───── Input material
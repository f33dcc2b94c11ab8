//! Search page: agency list, submission and result state.

use djbr_api::models::{Agency, SearchResponse};
use djbr_api::{RemunerationApi, Result};
use djbr_search::{InitialSearch, Pagination, ResultRow, SearchFilters, SearchResults};
use log::{info, warn};

use crate::generation::{Generation, RequestGenerations};

/// Agencies the pickers offer; empty when the listing fails.
pub async fn load_search_agencies<A: RemunerationApi>(api: &A) -> Vec<Agency> {
    match api.agencies().await {
        Ok(agencies) => agencies,
        Err(e) => {
            warn!("Failed to load agencies: {}", e);
            Vec::new()
        }
    }
}

/// A submitted search.
#[derive(Debug, Clone, PartialEq, Eq)]
pub struct SearchRequest {
    pub query: String,
    pub generation: Generation,
}

/// Results of the latest submission and the table page shown.
#[derive(Debug, Clone, Default)]
pub struct SearchSession {
    results: Option<SearchResults>,
    loading: bool,
    pagination: Pagination,
    generations: RequestGenerations,
}

impl SearchSession {
    pub fn new() -> Self {
        Self::default()
    }

    pub fn results(&self) -> Option<&SearchResults> {
        self.results.as_ref()
    }

    pub fn is_loading(&self) -> bool {
        self.loading
    }

    pub fn pagination(&self) -> Pagination {
        self.pagination
    }

    /// Start a search for `filters`, superseding any in flight.
    pub fn submit(&mut self, filters: &SearchFilters) -> SearchRequest {
        self.submit_query(&filters.to_query())
    }

    pub fn submit_query(&mut self, query: &str) -> SearchRequest {
        self.loading = true;
        SearchRequest {
            query: query.to_string(),
            generation: self.generations.begin(),
        }
    }

    /// Store a finished search. Failures show as an empty result with the
    /// download disabled.
    pub fn apply(&mut self, request: &SearchRequest, result: Result<SearchResponse>) -> bool {
        if !self.generations.is_current(request.generation) {
            info!("Discarding stale search {}", request.query);
            return false;
        }
        let results = match result {
            Ok(response) => SearchResults::from_response(&request.query, response),
            Err(e) => {
                warn!("Search {} failed: {}", request.query, e);
                SearchResults::empty(&request.query)
            }
        };
        info!("Search {} returned {} rows", request.query, results.rows.len());
        self.results = Some(results);
        self.pagination = Pagination::default();
        self.loading = false;
        true
    }

    /// Hide results and drop any search still in flight.
    pub fn clear(&mut self) {
        self.generations.begin();
        self.results = None;
        self.loading = false;
        self.pagination = Pagination::default();
    }

    pub fn page_rows(&self) -> &[ResultRow] {
        match &self.results {
            Some(results) => self.pagination.slice(&results.rows),
            None => &[],
        }
    }

    fn row_count(&self) -> usize {
        self.results.as_ref().map_or(0, |r| r.rows.len())
    }

    pub fn next_page(&mut self) {
        self.pagination = self.pagination.next(self.row_count());
    }

    pub fn previous_page(&mut self) {
        self.pagination = self.pagination.previous();
    }

    /// Submit and wait for `filters` in one step.
    pub async fn run<A: RemunerationApi>(&mut self, api: &A, filters: &SearchFilters) {
        let request = self.submit(filters);
        let result = fetch_search(api, &request).await;
        self.apply(&request, result);
    }

    /// The search a page runs on load, if its URL asked for one.
    pub async fn run_initial<A: RemunerationApi>(&mut self, api: &A, initial: &InitialSearch) {
        if !initial.auto_search {
            return;
        }
        let request = self.submit_query(&initial.query);
        let result = fetch_search(api, &request).await;
        self.apply(&request, result);
    }
}

pub async fn fetch_search<A: RemunerationApi>(api: &A, request: &SearchRequest) -> Result<SearchResponse> {
    api.search(&request.query).await
}
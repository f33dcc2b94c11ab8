//! Parametric search from the command line.

use anyhow::{bail, Context};
use clap::Args;
use djbr_api::{ApiClient, ApiConfig};
use djbr_data::loaders::search::SearchSession;
use djbr_search::{Category, MonthSet, Pagination, SearchFilters, SearchResults, MAX_SELECTED_AGENCIES};
use djbr_utils::{dates, format};
use log::{info, warn};

#[derive(Args, Debug, Clone, Default)]
pub struct SearchArgs {
    /// Year to search (defaults to the current collection year)
    #[arg(short, long)]
    pub year: Option<i32>,

    /// Comma-separated months, 1-12 (defaults to every month)
    #[arg(short, long, value_delimiter = ',')]
    pub months: Vec<u32>,

    /// Comma-separated agency ids, at most three
    #[arg(short, long, value_delimiter = ',')]
    pub agencies: Vec<String>,

    /// Remuneration category: base, outras or descontos
    #[arg(short, long, value_parser = parse_category)]
    pub category: Option<Category>,
}

fn parse_category(value: &str) -> Result<Category, String> {
    match value.trim() {
        "tudo" => Ok(Category::All),
        other => match Category::from_param(other) {
            Category::All => Err(format!(
                "unknown category '{other}' (expected base, outras or descontos)"
            )),
            category => Ok(category),
        },
    }
}

/// Build the filters a search page would hold for these arguments.
///
/// Unlike the address bar, bad arguments are reported instead of being
/// replaced by defaults.
pub fn build_filters(args: &SearchArgs, current_year: i32) -> anyhow::Result<SearchFilters> {
    let mut filters = SearchFilters::new(current_year);
    if let Some(year) = args.year {
        if dates::clamp_year(year, current_year) != year {
            bail!(
                "year {} is outside {}..={}",
                year,
                dates::FIRST_YEAR,
                current_year
            );
        }
        filters.year = year;
    }
    if !args.months.is_empty() {
        if let Some(bad) = args.months.iter().find(|m| !(1..=12).contains(*m)) {
            bail!("month {} is not in 1-12", bad);
        }
        filters.months = MonthSet::from_months(args.months.iter().copied())
            .context("no month selected")?;
    }
    if args.agencies.len() > MAX_SELECTED_AGENCIES {
        bail!(
            "at most {} agencies can be searched at once, got {}",
            MAX_SELECTED_AGENCIES,
            args.agencies.len()
        );
    }
    filters.set_agencies(&args.agencies);
    if let Some(category) = args.category {
        filters.category = category;
    }
    Ok(filters)
}

/// Text report of a finished search: message, first page and links.
pub fn render_results(results: &SearchResults, config: &ApiConfig) -> String {
    let mut out = String::new();
    out.push_str(&format!("Consulta: {}\n", results.query));
    out.push_str(&results.message());
    out.push('\n');
    if results.shows_rows() {
        let pagination = Pagination::default();
        for row in pagination.slice(&results.rows) {
            let r = &row.row;
            out.push_str(&format!(
                "{:>4}  {:<8} {:02}/{}  {:<30} {:<24} {:<10} {:<24} {}\n",
                row.id,
                format::agency_code(&r.agency),
                r.month,
                r.year,
                r.name,
                r.role,
                r.category,
                r.detail,
                format::currency(r.value)
            ));
        }
        out.push_str(&format!("{}\n", pagination.range_label(results.rows.len())));
    }
    if results.download_enabled() {
        out.push_str(&format!(
            "Download: {}\n",
            config.search_download_url(&results.query)
        ));
    }
    out.push_str(&format!(
        "Compartilhar: {}\n",
        config.search_share_url(&results.query)
    ));
    out
}

pub async fn run_search(client: &ApiClient, args: &SearchArgs) -> anyhow::Result<()> {
    let filters = build_filters(args, dates::current_year())?;
    info!("Searching with {}", filters.to_query());
    let mut session = SearchSession::new();
    session.run(client, &filters).await;
    match session.results() {
        Some(results) => print!("{}", render_results(results, client.config())),
        None => warn!("Search finished without results"),
    }
    Ok(())
}
//! DadosJusBr CLI - query the remuneration API from the command line.

use clap::Parser;

#[derive(Parser)]
#[command(
    name = "djbr-cli",
    version,
    about = "DadosJusBr remuneration data toolkit"
)]
struct Cli {
    #[command(flatten)]
    api: djbr_cmd::ApiArgs,

    #[command(subcommand)]
    command: djbr_cmd::Command,
}

#[tokio::main]
async fn main() -> anyhow::Result<()> {
    env_logger::init();
    let cli = Cli::parse();
    log::debug!("Using API at {}", cli.api.api_base_url);
    djbr_cmd::run(&cli.api, cli.command).await
}
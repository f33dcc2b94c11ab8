//! Transparency-index plot points.
//!
//! The backend already computes every score; this only flattens its nested
//! shapes into one point per bar, labelled and sorted for the index chart.

use std::cmp::Ordering;

use djbr_api::models::{AgencyIndexDetail, AggregateIndex, IndexScores};
use djbr_utils::format;
use serde::Serialize;

/// One agency-month of the agency index chart.
#[derive(Debug, Clone, Serialize, PartialEq)]
pub struct IndexPoint {
    pub agency_id: String,
    /// "Jan/2023"
    pub label: String,
    pub year: i32,
    pub month: u32,
    pub transparency: f64,
    pub completeness: f64,
    pub ease: f64,
}

/// One agency of a group index tab.
#[derive(Debug, Clone, Serialize, PartialEq)]
pub struct GroupIndexPoint {
    pub agency_id: String,
    /// Display code ("TRT-13")
    pub label: String,
    pub transparency: f64,
    pub completeness: f64,
    pub ease: f64,
}

fn descending(a: f64, b: f64) -> Ordering {
    b.partial_cmp(&a).unwrap_or(Ordering::Equal)
}

/// Flatten per-month details, oldest month first.
pub fn agency_index_points(details: &[AgencyIndexDetail]) -> Vec<IndexPoint> {
    let mut points: Vec<IndexPoint> = details
        .iter()
        .flat_map(|detail| {
            detail.details.iter().map(move |m| {
                let IndexScores {
                    transparency,
                    completeness,
                    ease,
                } = m.scores;
                IndexPoint {
                    agency_id: detail.agency_id.clone(),
                    label: format!("{}/{}", format::month_abbreviation(m.month), m.year),
                    year: m.year,
                    month: m.month,
                    transparency,
                    completeness,
                    ease,
                }
            })
        })
        .collect();
    points.sort_by(|a, b| {
        a.agency_id
            .cmp(&b.agency_id)
            .then(a.year.cmp(&b.year))
            .then(a.month.cmp(&b.month))
    });
    points
}

/// Aggregated scores of a group, most transparent agency first.
pub fn group_index_points(entries: &[AggregateIndex]) -> Vec<GroupIndexPoint> {
    let mut points: Vec<GroupIndexPoint> = entries
        .iter()
        .map(|e| GroupIndexPoint {
            agency_id: e.agency_id.clone(),
            label: format::agency_code(&e.agency_id),
            transparency: e.scores.transparency,
            completeness: e.scores.completeness,
            ease: e.scores.ease,
        })
        .collect();
    points.sort_by(|a, b| {
        descending(a.transparency, b.transparency).then_with(|| a.agency_id.cmp(&b.agency_id))
    });
    points
}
──────────
In the entries above, restate word for word the lines between the one holding "the listing fails." and the one holding "pub struct SearchSession", inclusive, and nothing besides.

/// Agencies the pickers offer; empty when the listing fails.
pub async fn load_search_agencies<A: RemunerationApi>(api: &A) -> Vec<Agency> {
    match api.agencies().await {
        Ok(agencies) => agencies,
        Err(e) => {
            warn!("Failed to load agencies: {}", e);
            Vec::new()
        }
    }
}

/// A submitted search.
#[derive(Debug, Clone, PartialEq, Eq)]
pub struct SearchRequest {
    pub query: String,
    pub generation: Generation,
}

/// Results of the latest submission and the table page shown.
#[derive(Debug, Clone, Default)]
pub struct SearchSession {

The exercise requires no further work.